What the task asks. The lines to reproduce run from the first one below to the line containing "member: &str) -> Result<bool, DomainError>;", both included. Reproduce them exactly and nothing else.

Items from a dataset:
******
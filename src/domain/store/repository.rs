//! Key-value store trait definition

use std::fmt::Debug;
use std::time::Duration;

use async_trait::async_trait;

use crate::domain::DomainError;

/// Sorted-set and counter operations over a key-value store
///
/// Members are plain strings compared by exact value: adding a member that
/// is already present only updates its score, and removal requires the
/// identical string that was inserted.
#[async_trait]
pub trait KeyValueStore: Send + Sync + Debug {
    /// Adds a member to a sorted set, replacing the score of an identical member
    async fn append(&self, set_key: &str, score: i64, member: &str) -> Result<(), DomainError>;

    /// Returns up to `count` members ordered by descending score
    async fn range_latest(&self, set_key: &str, count: usize) -> Result<Vec<String>, DomainError>;

    /// Returns every member ordered by ascending score
    async fn range_all(&self, set_key: &str) -> Result<Vec<String>, DomainError>;

    /// Removes a member by exact value, returning whether anything was removed
    async fn remove(&self, set_key: &str, member: &str) -> Result<bool, DomainError>;

    /// Increments a counter, returning the new value (missing counters start at 0)
    async fn increment(&self, counter_key: &str) -> Result<i64, DomainError>;

    /// Sets the time-to-live of an existing key
    async fn expire(&self, counter_key: &str, ttl: Duration) -> Result<bool, DomainError>;

    /// Short backend name used in logs and readiness checks
    fn backend_name(&self) -> &'static str;
}

#[cfg(test)]
pub mod mock {
    use super::*;
    use std::collections::HashMap;
    use std::sync::Mutex;

    /// Mock store for testing
    #[derive(Debug, Default)]
    pub struct MockStore {
        sets: Mutex<HashMap<String, Vec<(i64, String)>>>,
        counters: Mutex<HashMap<String, i64>>,
        error: Mutex<Option<String>>,
        increment_error: Mutex<Option<String>>,
    }

    impl MockStore {
        pub fn new() -> Self {
            Self::default()
        }

        /// Seeds a raw member, bypassing any serialization done by callers
        pub fn with_member(self, set_key: &str, score: i64, member: &str) -> Self {
            self.sets
                .lock()
                .unwrap()
                .entry(set_key.to_string())
                .or_default()
                .push((score, member.to_string()));
            self
        }

        /// Fails every operation
        pub fn with_error(self, error: impl Into<String>) -> Self {
            *self.error.lock().unwrap() = Some(error.into());
            self
        }

        /// Fails only counter increments
        pub fn with_increment_error(self, error: impl Into<String>) -> Self {
            *self.increment_error.lock().unwrap() = Some(error.into());
            self
        }

        pub fn counter(&self, key: &str) -> Option<i64> {
            self.counters.lock().unwrap().get(key).copied()
        }

        pub fn len(&self, set_key: &str) -> usize {
            self.sets
                .lock()
                .unwrap()
                .get(set_key)
                .map_or(0, |members| members.len())
        }

        fn check_error(&self) -> Result<(), DomainError> {
            if let Some(error) = self.error.lock().unwrap().clone() {
                return Err(DomainError::store(error));
            }
            Ok(())
        }

        fn sorted(&self, set_key: &str) -> Vec<(i64, String)> {
            let mut members = self
                .sets
                .lock()
                .unwrap()
                .get(set_key)
                .cloned()
                .unwrap_or_default();
            members.sort();
            members
        }
    }

    #[async_trait]
    impl KeyValueStore for MockStore {
        async fn append(&self, set_key: &str, score: i64, member: &str) -> Result<(), DomainError> {
            self.check_error()?;
            let mut sets = self.sets.lock().unwrap();
            let members = sets.entry(set_key.to_string()).or_default();
            members.retain(|(_, m)| m != member);
            members.push((score, member.to_string()));
            Ok(())
        }

        async fn range_latest(
            &self,
            set_key: &str,
            count: usize,
        ) -> Result<Vec<String>, DomainError> {
            self.check_error()?;
            Ok(self
                .sorted(set_key)
                .into_iter()
                .rev()
                .take(count)
                .map(|(_, m)| m)
                .collect())
        }

        async fn range_all(&self, set_key: &str) -> Result<Vec<String>, DomainError> {
            self.check_error()?;
            Ok(self.sorted(set_key).into_iter().map(|(_, m)| m).collect())
        }

        async fn remove(&self, set_key: &str, member: &str) -> Result<bool, DomainError> {
            self.check_error()?;
            let mut sets = self.sets.lock().unwrap();
            let Some(members) = sets.get_mut(set_key) else {
                return Ok(false);
            };
            let before = members.len();
            members.retain(|(_, m)| m != member);
            Ok(members.len() < before)
        }

        async fn increment(&self, counter_key: &str) -> Result<i64, DomainError> {
            self.check_error()?;
            if let Some(error) = self.increment_error.lock().unwrap().clone() {
                return Err(DomainError::store(error));
            }
            let mut counters = self.counters.lock().unwrap();
            let value = counters.entry(counter_key.to_string()).or_insert(0);
            *value += 1;
            Ok(*value)
        }

        async fn expire(&self, counter_key: &str, _ttl: Duration) -> Result<bool, DomainError> {
            self.check_error()?;
            Ok(self.counters.lock().unwrap().contains_key(counter_key))
        }

        fn backend_name(&self) -> &'static str {
            "mock"
        }
    }

    mod tests {
        use super::*;

        #[tokio::test]
        async fn test_mock_store_append_deduplicates() {
            let store = MockStore::new();
            store.append("set", 1, "a").await.unwrap();
            store.append("set", 2, "a").await.unwrap();

            assert_eq!(store.len("set"), 1);
        }

        #[tokio::test]
        async fn test_mock_store_with_error() {
            let store = MockStore::new().with_error("Test error");

            let result = store.range_all("set").await;
            assert!(result.is_err());
        }

        #[tokio::test]
        async fn test_mock_store_increment() {
            let store = MockStore::new();

            assert_eq!(store.increment("counter").await.unwrap(), 1);
            assert_eq!(store.increment("counter").await.unwrap(), 2);
            assert_eq!(store.counter("counter"), Some(2));
        }
    }
}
******
Completed task.
filename src/domain/store/repository.rs
//! Key-value store trait definition

use std::fmt::Debug;
use std::time::Duration;

use async_trait::async_trait;

use crate::domain::DomainError;

/// Sorted-set and counter operations over a key-value store
///
/// Members are plain strings compared by exact value: adding a member that
/// is already present only updates its score, and removal requires the
/// identical string that was inserted.
#[async_trait]
pub trait KeyValueStore: Send + Sync + Debug {
    /// Adds a member to a sorted set, replacing the score of an identical member
    async fn append(&self, set_key: &str, score: i64, member: &str) -> Result<(), DomainError>;

    /// Returns up to `count` members ordered by descending score
    async fn range_latest(&self, set_key: &str, count: usize) -> Result<Vec<String>, DomainError>;

    /// Returns every member ordered by ascending score
    async fn range_all(&self, set_key: &str) -> Result<Vec<String>, DomainError>;

    /// Removes a member by exact value, returning whether anything was removed
    async fn remove(&self, set_key: &str, member: &str) -> Result<bool, DomainError>;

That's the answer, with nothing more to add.